Show HN: A Set object implementation in JavaScript - gkatsev
https://github.com/gkatsev/set.js
I created this because I could not find any actual set object implementations in JavaScript that included functions such as union and intersect. Also, I wanted to learn a bit more about creating node modules.
It can be used in the browser, as well, by removing the last line in the set.js file. I will make it so it works in either without any effort later on.<p>Let me know what you think.
======
tiffanys110
The Louis Vuitton Cruiser Bag is one of
<http://www.cheaplevisonline.com/levis-uk.html> Louis's solutions for that
needs for stylish, however practical, 'luggage bags.' Other luggage bags from
Louis Vuitton consist of the likes using the Deauville Bag, the Carryall Louis
Vuitton Bag, the 'trolley' recognized as Pegase sixty as well as the 'Keepall
55' Bag. Now I can count properly greater than 6 'luggage' bags which i have
gotten to create utilization of greater compared to last handful of years.
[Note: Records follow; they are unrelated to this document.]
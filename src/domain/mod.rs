mod aggregation;
mod category;
mod chart;
mod filter;
mod money;
mod transaction;

pub use aggregation::*;
pub use category::*;
pub use chart::*;
pub use filter::*;
pub use money::*;
pub use transaction::*;
use serde::{Deserialize, Serialize};

use crate::domain::{
    BalanceSummary, CategoryBreakdown, TimeSeriesPoint, Transaction, TransactionType,
    compute_balance_summary, compute_category_breakdown, compute_time_series,
};

/// Everything a dashboard view shows, derived from one snapshot of the
/// transaction collection.
#[derive(Debug, Clone, PartialEq, Serialize, Deserialize)]
pub struct Dashboard {
    pub transaction_count: usize,
    pub summary: BalanceSummary,
    pub income_breakdown: Vec<CategoryBreakdown>,
    pub expense_breakdown: Vec<CategoryBreakdown>,
    pub time_series: Vec<TimeSeriesPoint>,
}

impl Dashboard {
    pub fn from_transactions(transactions: &[Transaction]) -> Self {
        Self {
            transaction_count: transactions.len(),
            summary: compute_balance_summary(transactions),
            income_breakdown: compute_category_breakdown(transactions, TransactionType::Income),
            expense_breakdown: compute_category_breakdown(transactions, TransactionType::Expense),
            time_series: compute_time_series(transactions),
        }
    }

    /// Breakdown for the given transaction type.
    pub fn breakdown(&self, transaction_type: TransactionType) -> &[CategoryBreakdown] {
        match transaction_type {
            TransactionType::Income => &self.income_breakdown,
            TransactionType::Expense => &self.expense_breakdown,
        }
    }

    pub fn is_empty(&self) -> bool {
        self.transaction_count == 0
    }
}
// Allow dead_code because these helpers are used across different test files
// which are compiled separately
#![allow(dead_code)]

use anyhow::Result;
use chrono::{DateTime, FixedOffset, NaiveDate};
use fintrack::application::{TransactionDraft, TransactionService};
use fintrack::domain::{Category, Transaction, TransactionType};
use fintrack::storage::SqliteStore;
use tempfile::TempDir;

/// Helper to create a test service with a temporary database
pub async fn test_service() -> Result<(TransactionService<SqliteStore>, TempDir)> {
    let temp_dir = TempDir::new()?;
    let db_path = temp_dir.path().join("test.db");
    let service = TransactionService::init(db_path.to_str().unwrap()).await?;
    Ok((service, temp_dir))
}

/// Helper to parse a date string into midnight UTC
pub fn parse_date(date_str: &str) -> DateTime<FixedOffset> {
    NaiveDate::parse_from_str(date_str, "%Y-%m-%d")
        .unwrap()
        .and_hms_opt(0, 0, 0)
        .unwrap()
        .and_utc()
        .fixed_offset()
}

pub fn draft(
    amount: f64,
    transaction_type: TransactionType,
    category: Category,
    date: &str,
    description: &str,
) -> TransactionDraft {
    TransactionDraft {
        amount,
        description: description.into(),
        category,
        transaction_type,
        date: parse_date(date),
    }
}

/// In-memory transaction value, for the pure functions.
pub fn tx(amount: f64, transaction_type: TransactionType, category: Category, date: &str) -> Transaction {
    Transaction::new(amount, transaction_type, category, parse_date(date))
}

/// Salary on day one, two food expenses over two days.
pub fn sample_transactions() -> Vec<Transaction> {
    vec![
        tx(100.0, TransactionType::Income, Category::Salary, "2024-01-01")
            .with_description("January salary"),
        tx(40.0, TransactionType::Expense, Category::Food, "2024-01-01")
            .with_description("Groceries"),
        tx(20.0, TransactionType::Expense, Category::Food, "2024-01-02")
            .with_description("Lunch out"),
    ]
}

/// Record the sample transactions through the service.
pub async fn seed_sample(service: &TransactionService<SqliteStore>) -> Result<Vec<Transaction>> {
    let mut recorded = Vec::new();
    for transaction in sample_transactions() {
        let created = service
            .add_transaction(TransactionDraft::from_transaction(&transaction))
            .await?;
        recorded.push(created);
    }
    Ok(recorded)
}
fn print_transaction(transaction: &Transaction) {
    println!("Transaction: {}", transaction.id);
    println!("  Date:        {}", transaction.date.to_rfc3339());
    println!("  Type:        {}", transaction.transaction_type);
    println!("  Category:    {}", transaction.category.display_name());
    println!("  Amount:      {}", format_amount(transaction.amount));
    println!("  Description: {}", transaction.description);
}

fn print_transaction_table(transactions: &[Transaction]) {
    if transactions.is_empty() {
        println!("No transactions found.");
        return;
    }

    println!(
        "{:<36} {:<10} {:<8} {:<14} {:>12} DESCRIPTION",
        "ID", "DATE", "TYPE", "CATEGORY", "AMOUNT"
    );
    println!("{}", "-".repeat(110));

    for transaction in transactions {
        let signed = match transaction.transaction_type {
            TransactionType::Income => transaction.amount,
            TransactionType::Expense => -transaction.amount,
        };
        println!(
            "{:<36} {:<10} {:<8} {:<14} {:>12} {}",
            transaction.id,
            transaction.day(),
            transaction.transaction_type,
            transaction.category,
            format_amount(signed),
            truncate(&transaction.description, 30)
        );
    }
}

fn print_summary(summary: &BalanceSummary) {
    println!("Total Income:   {:>15}", format_amount(summary.income));
    println!("Total Expense:  {:>15}", format_amount(summary.expense));
    println!("{}", "-".repeat(31));
    println!("Balance:        {:>15}", format_amount(summary.balance));
}

fn print_breakdown(breakdown: &[CategoryBreakdown]) {
    if breakdown.is_empty() {
        println!("No data.");
        return;
    }

    println!("{:<20} {:>12} {:>8}", "CATEGORY", "AMOUNT", "PERCENT");
    println!("{}", "-".repeat(42));
    for item in breakdown {
        println!(
            "{:<20} {:>12} {:>7.1}%",
            item.category.display_name(),
            format_amount(item.amount),
            item.percentage
        );
    }
}

fn print_time_series(points: &[TimeSeriesPoint]) {
    if points.is_empty() {
        println!("No data.");
        return;
    }

    println!(
        "{:<12} {:>12} {:>12} {:>12}",
        "DATE", "INCOME", "EXPENSES", "BALANCE"
    );
    println!("{}", "-".repeat(51));
    for point in points {
        println!(
            "{:<12} {:>12} {:>12} {:>12}",
            point.date,
            format_amount(point.income),
            format_amount(point.expense),
            format_amount(point.balance)
        );
    }
}

fn truncate(s: &str, max_len: usize) -> String {
    if s.chars().count() <= max_len {
        s.to_string()
    } else {
        let kept: String = s.chars().take(max_len.saturating_sub(3)).collect();
        format!("{}...", kept)
    }
}
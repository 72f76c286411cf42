use std::sync::Once;

use tracing_subscriber::{EnvFilter, fmt};

static TRACING_INIT: Once = Once::new();

/// Initializes the global tracing subscriber.
///
/// Logs go to stderr so that command output on stdout stays clean for
/// piping. `RUST_LOG` takes precedence over the default directive.
pub fn init_tracing(verbose: bool) {
    TRACING_INIT.call_once(|| {
        let default_directive = if verbose {
            "fintrack=debug"
        } else {
            "fintrack=warn"
        };

        let filter = EnvFilter::try_from_default_env()
            .unwrap_or_else(|_| EnvFilter::new(default_directive));

        fmt()
            .with_env_filter(filter)
            .with_writer(std::io::stderr)
            .with_target(false)
            .init();
    });
}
But
of all these 'luggage' bags which have arrive into my use, I should confess
that it could possibly be the Cruiser Bag which i have arrive to most
enchanted with - and also this for excellent reason.
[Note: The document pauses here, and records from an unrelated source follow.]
mod memory;
mod sqlite;

pub use memory::*;
pub use sqlite::*;

use anyhow::Result;

use crate::domain::{Transaction, TransactionId};

/// SQL migration for initial schema
pub const MIGRATION_001_INITIAL: &str = include_str!("migrations/001_initial.sql");

/// Data-access interface for the transaction collection.
///
/// Implementations keep transactions in insertion order; replacing a
/// transaction keeps its position.
#[allow(async_fn_in_trait)]
pub trait TransactionStore {
    /// Append a new transaction.
    async fn insert(&self, transaction: &Transaction) -> Result<()>;

    /// Replace the transaction with the same id. Returns false if there is none.
    async fn replace(&self, transaction: &Transaction) -> Result<bool>;

    /// Remove a transaction by id. Returns false if there is none.
    async fn remove(&self, id: TransactionId) -> Result<bool>;

    async fn get(&self, id: TransactionId) -> Result<Option<Transaction>>;

    /// All transactions, in insertion order.
    async fn list(&self) -> Result<Vec<Transaction>>;
}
The original problem you <http://www.cheaplevisonline.com/levis.html> finding
your do it yourself getting be aware of, whenever you arrive throughout Louis
Vuitton Cruiser Bag for that original time, is its one of a kind design: which
produces it appear like something in between a box (with 4 clear-cut corners)
as well as a bag (with a handle, a zip and all that).

The Vuitton Bag can be an <http://www.cheaplevisonline.com/boys.html>
unapologetically large bag. In conditions of length, it is some 18 inches,
with its height getting some twelve inches and its width getting 10 inches;
relatively a tremendous handbag by any standards. The space set up by all this
certainly a terrific offer greater compared to standard traveler could
actually locate use for.

Besides one of a kind design, an <http://www.cheaplevisonline.com/levis-
sale.html> additional problem for which the Louis Vuitton Cruiser Bag is
notable is its elegance; generally many thanks for that colours employed on
it. These, generally dim brown (with lotion cross forming squares all greater
compared to bag) are neither as well loud nor as well quiet: just the right
mixture to create a really feel of elegance.
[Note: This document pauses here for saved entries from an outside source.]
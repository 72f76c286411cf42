use std::sync::{RwLock, RwLockReadGuard, RwLockWriteGuard};

use anyhow::Result;

use crate::domain::{Transaction, TransactionId};

use super::TransactionStore;

/// Transaction store that lives only as long as the process.
#[derive(Default)]
pub struct MemoryStore {
    transactions: RwLock<Vec<Transaction>>,
}

impl MemoryStore {
    pub fn new() -> Self {
        Self::default()
    }

    /// Create a store pre-populated with the given transactions.
    pub fn with_transactions(transactions: Vec<Transaction>) -> Self {
        Self {
            transactions: RwLock::new(transactions),
        }
    }

    fn read(&self) -> Result<RwLockReadGuard<'_, Vec<Transaction>>> {
        self.transactions
            .read()
            .map_err(|_| anyhow::anyhow!("Transaction store lock poisoned"))
    }

    fn write(&self) -> Result<RwLockWriteGuard<'_, Vec<Transaction>>> {
        self.transactions
            .write()
            .map_err(|_| anyhow::anyhow!("Transaction store lock poisoned"))
    }
}

impl TransactionStore for MemoryStore {
    async fn insert(&self, transaction: &Transaction) -> Result<()> {
        let mut transactions = self.write()?;
        if transactions.iter().any(|t| t.id == transaction.id) {
            anyhow::bail!("Transaction {} already exists", transaction.id);
        }
        transactions.push(transaction.clone());
        Ok(())
    }

    async fn replace(&self, transaction: &Transaction) -> Result<bool> {
        let mut transactions = self.write()?;
        match transactions.iter_mut().find(|t| t.id == transaction.id) {
            Some(existing) => {
                *existing = transaction.clone();
                Ok(true)
            }
            None => Ok(false),
        }
    }

    async fn remove(&self, id: TransactionId) -> Result<bool> {
        let mut transactions = self.write()?;
        let before = transactions.len();
        transactions.retain(|t| t.id != id);
        Ok(transactions.len() < before)
    }

    async fn get(&self, id: TransactionId) -> Result<Option<Transaction>> {
        Ok(self.read()?.iter().find(|t| t.id == id).cloned())
    }

    async fn list(&self) -> Result<Vec<Transaction>> {
        Ok(self.read()?.clone())
    }
}

#[cfg(test)]
mod tests {
    use chrono::DateTime;

    use super::*;
    use crate::domain::{Category, TransactionType};

    fn make_transaction(amount: f64) -> Transaction {
        Transaction::new(
            amount,
            TransactionType::Expense,
            Category::Food,
            DateTime::parse_from_rfc3339("2024-01-01T00:00:00Z").unwrap(),
        )
    }

    #[tokio::test]
    async fn test_insert_and_list_keep_order() {
        let store = MemoryStore::new();
        let first = make_transaction(1.0);
        let second = make_transaction(2.0);
        store.insert(&first).await.unwrap();
        store.insert(&second).await.unwrap();

        let listed = store.list().await.unwrap();
        assert_eq!(listed, vec![first, second]);
    }

    #[tokio::test]
    async fn test_insert_rejects_duplicate_id() {
        let store = MemoryStore::new();
        let tx = make_transaction(1.0);
        store.insert(&tx).await.unwrap();
        assert!(store.insert(&tx).await.is_err());
    }

    #[tokio::test]
    async fn test_replace_keeps_position() {
        let first = make_transaction(1.0);
        let second = make_transaction(2.0);
        let store = MemoryStore::with_transactions(vec![first.clone(), second.clone()]);

        let mut updated = first.clone();
        updated.amount = 10.0;
        assert!(store.replace(&updated).await.unwrap());

        let listed = store.list().await.unwrap();
        assert_eq!(listed[0].amount, 10.0);
        assert_eq!(listed[1].id, second.id);

        assert!(!store.replace(&make_transaction(3.0)).await.unwrap());
    }

    #[tokio::test]
    async fn test_remove() {
        let tx = make_transaction(1.0);
        let store = MemoryStore::with_transactions(vec![tx.clone()]);

        assert!(store.remove(tx.id).await.unwrap());
        assert!(!store.remove(tx.id).await.unwrap());
        assert!(store.get(tx.id).await.unwrap().is_none());
    }
}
Inside the Louis Cruiser Bag, one finds an
<http://www.cheaplevisonline.com/buy-levis.html> available compartment; to be
sure that you simply don't should fold your luggage to possess it fixture in
to the bag. this really is in simple fact a tremendous advantage, for there
are actually complaints from particular quarters the fact that 'too a terrific
offer compartmentalizing' that makers of traveling bags do within their
options on the frequent time frame ends up getting a disadvantage for that
customers using the bag; especially when there are bigger pieces of luggage
for getting fitted in.

The hardware on Louis Bag is golden, but notably, this could possibly be the
sort of hardware that doesn't appear to get rid of its sheen using the passage
of time; something different grownup men and ladies have continually
complained of concerning bag hardware. Incidentally, the hardware we are
looking at right here consists of a double zipper, that is what Louis Vuitton
provides the customers of Vuitton Cruiser Bag with getting a closure
mechanism, alongside a buckle mechanism.

Due to its one of a kind shape, Vuitton Cruiser Bag could possibly be the sort
using the bag that you simply undoubtedly are a terrific offer better away
carrying in your hand (rather than hanging in your shoulders). to create for
fast hand-carriage, Louis Vuitton companies the customers using the Louis-
Vuitton Cruiser Bag owning a rounded leather-based handle; that is equally
powerful and friendly for that 'carrier's' hands.